(45a) On Demand Ceramic Open Cell For Intensified Reaction By High Precision Additive Manufacturing

By confining chemical reaction in a network of miniaturized structures in configurations measured in millimeters and embedded with micrometer-sized pores or channels, microarchitectured reactors provide more efficient mass and heat transfer because of their large specific surface areas, thereby resulting in a higher yield of reaction. A number of manufacturing technologies for chemically intensified reactors, including hot embossing, laser ablation, micromachining, and chemical etching, are currently commercially used. These techniques are generally constrained in design to two-dimensional planar channel networks, with more intricate designs leading to significant increases in cost of assembly, manufacturing complexity and production time. Additive manufacturing is emerging as a promising fabrication method because it allows precise control over the topology, geometry, and composition of the designed functional reactors.

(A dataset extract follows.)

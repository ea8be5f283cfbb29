mod args;
mod output;

pub(crate) use args::{CliArgs, Command, OutputFormat, parse_cli};
pub(crate) use output::{Report, print_json, print_plain};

In this invited talk, we introduce our research effort on additive manufacturing of cellular ceramic open cells with high-quality, complex architecture at critical dimension down to a few micrometers. This presentation highlights the background and engineering capabilities of high-resolution optical projection- based approach to additively produce complex polymer and ceramic parts on demand. We will also discuss our current research of ceramic materialization via chemical synthesis using printed polymeric cellular microstructures. Our proposed method overcomes the limitation of traditional ceramic manufacturing such as long lead time of tooling and high capital cost. By utilizing AM, catalytic converters far more geometrically complex than the traditional, extruded monolith structures can be manufactured. Therefore, additive manufacturing provides benefits outlined thus far for the catalytic converter. Using case studies of catalytic converter and reactors, we will discuss the outstanding challenges and fundamental issues that need to be addressed to bring high precision ceramics for intensified reaction at scale.